The intelligent half-bridge sinusoidal voltage conversion circuit based on PFC staggered flyback according to claim 5, wherein the MCU control unit (80) comprises a single chip (U1) and its peripheral circuits.
The intelligent half-bridge sinusoidal voltage conversion circuit based on PFC staggered flyback according to claim 5, further comprising an AC sampling unit (70) connected to the input rectification filter Between the input of the unit (10) and the MCU control unit (80), the AC sampling unit (70) is used for collecting input rectification The voltage on the AC side of the filtering unit (10) is fed back to the MCU control unit (80).

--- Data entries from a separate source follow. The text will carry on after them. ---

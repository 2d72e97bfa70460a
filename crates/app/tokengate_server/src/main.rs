//! Tokengate server binary.
//!
//! Seeds the user table from a JSON file, registers the shared application
//! credentials, and serves `/oauth` and `/home`.

use std::sync::Arc;
use std::time::Duration;

use clap::Parser;
use tokengate_api::config::ApiConfig;
use tokengate_core::auth::clients::ClientRegistry;
use tokengate_core::auth::directory::SqlUserDirectory;
use tokengate_core::auth::tokens::TokenStore;
use tracing::{info, warn};

/// CLI arguments; every flag falls back to its environment variable.
#[derive(Parser, Debug)]
#[command(name = "tokengate_server", about = "OAuth2 password-grant token server")]
struct Args {
    /// Database driver. Only `sqlite` is supported.
    #[arg(long, env = "DB_DRIVER", default_value = "sqlite")]
    db_driver: String,

    /// Database name (SQLite file path).
    #[arg(long, env = "DB_NAME", default_value = "tokengate.db")]
    db_name: String,

    /// Shared application (client) id.
    #[arg(long, env = "APP_ID")]
    app_id: String,

    /// Shared application (client) secret.
    #[arg(long, env = "APP_SECRET", hide_env_values = true)]
    app_secret: String,

    /// Address to listen on.
    #[arg(long, env = "BIND_ADDR", default_value = "0.0.0.0:8000")]
    bind_addr: String,

    /// JSON array of `{id, username, email, password}` to seed at startup.
    #[arg(long, env = "SEED_FILE", default_value = "seedUsers.json")]
    seed_file: String,

    /// Accept token requests as GET with query parameters.
    #[arg(
        long,
        env = "ALLOW_GET_ACCESS_REQUEST",
        default_value_t = true,
        action = clap::ArgAction::Set
    )]
    allow_get_access_request: bool,

    /// Seconds between expired-token sweeps (0 = never sweep).
    #[arg(long, env = "TOKEN_SWEEP_SECS", default_value_t = 60)]
    token_sweep_secs: u64,
}

#[tokio::main]
async fn main() -> Result<(), Box<dyn std::error::Error>> {
    let dotenv = dotenvy::dotenv();

    tracing_subscriber::fmt()
        .with_writer(std::io::stderr)
        .with_env_filter(
            tracing_subscriber::EnvFilter::try_from_default_env()
                .unwrap_or_else(|_| "info,tokengate_api=debug,tokengate_core=debug".into()),
        )
        .init();

    if let Err(e) = dotenv {
        // Plain environment variables still apply.
        warn!("no .env file loaded: {e}");
    }

    let args = Args::parse();

    info!(
        db_driver = %args.db_driver,
        db_name = %args.db_name,
        bind_addr = %args.bind_addr,
        "starting tokengate_server"
    );

    let seed = tokengate_core::seed::load_seed_file(&args.seed_file).await?;
    let pool = tokengate_core::db::connect(&args.db_driver, &args.db_name).await?;
    tokengate_core::seed::seed_users(&pool, &seed).await?;
    let directory = SqlUserDirectory::new(pool);

    // Client registry is filled from the directory snapshot before the
    // listener starts and is read-only afterwards.
    let users = directory.list_users().await?;

    let config = ApiConfig {
        bind_addr: args.bind_addr,
        app_id: args.app_id,
        app_secret: args.app_secret,
        allow_get_access_request: args.allow_get_access_request,
    };

    let clients = ClientRegistry::from_users(&config.app_id, &config.app_secret, users.iter());
    if clients.is_empty() {
        warn!(seed_file = %args.seed_file, "no users seeded; every token request will be rejected");
    }
    if let Some(client) = clients.get(&config.app_id) {
        info!(
            clients = clients.len(),
            users = users.len(),
            client_id = %client.id,
            bound_user_id = %client.bound_user_id,
            "client registry ready"
        );
    }

    tokengate_core::auth::password::warm_up();

    let tokens = Arc::new(TokenStore::new());
    if args.token_sweep_secs > 0 {
        tokens.spawn_cleanup_task(Duration::from_secs(args.token_sweep_secs));
    }

    let state = tokengate_api::AppState {
        directory: Arc::new(directory),
        clients: Arc::new(clients),
        tokens,
        config: config.clone(),
    };

    let app = tokengate_api::router(state);

    let listener = tokio::net::TcpListener::bind(&config.bind_addr).await?;
    let local_addr = listener.local_addr()?;
    info!(addr = %local_addr, "listening");

    axum::serve(listener, app)
        .with_graceful_shutdown(async {
            let _ = tokio::signal::ctrl_c().await;
            info!("shutdown signal received");
        })
        .await?;

    Ok(())
}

The intelligent half-bridge sine wave voltage conversion circuit based on PFC staggered flyback according to claim 7, wherein said AC sampling unit (70) comprises an operational amplifier (U9B), said operational amplifier (U9B) The two input terminals are respectively connected to the input end of the input rectifying and filtering unit (10) through a current limiting resistor, and the output end of the operational amplifier (U9B) is connected to the MCU control unit (80).
The intelligent half-bridge sine wave voltage conversion circuit based on PFC staggered flyback according to claim 5, wherein a first sampling resistor is connected between the source and the front end of the third switching transistor (Q5) (R2A), the source of the third switching transistor (Q5) is connected to the MCU control unit (80), and the MCU control unit (80) acquires the third switching transistor by the first sampling resistor (R2A) ( Q5) The electrical signal of the source.
The intelligent half-bridge sinusoidal voltage conversion circuit based on PFC staggered flyback according to claim 5, further comprising a DC voltage sampling unit (50), wherein the DC voltage sampling unit (50) comprises a second sampling resistor (R13) and a third sampling resistor (R15) connected in series, a front end of the second sampling resistor (R13) being connected to an output of the interleaved flyback isolation unit (30), the third sampling resistor The back end of (R15) is connected to the MCU control unit (80), and the MCU control unit (80) acquires the interleaved flyback isolation conversion unit by the second sampling resistor (R13) and the third sampling resistor (R15) ( 30) The electrical signal output.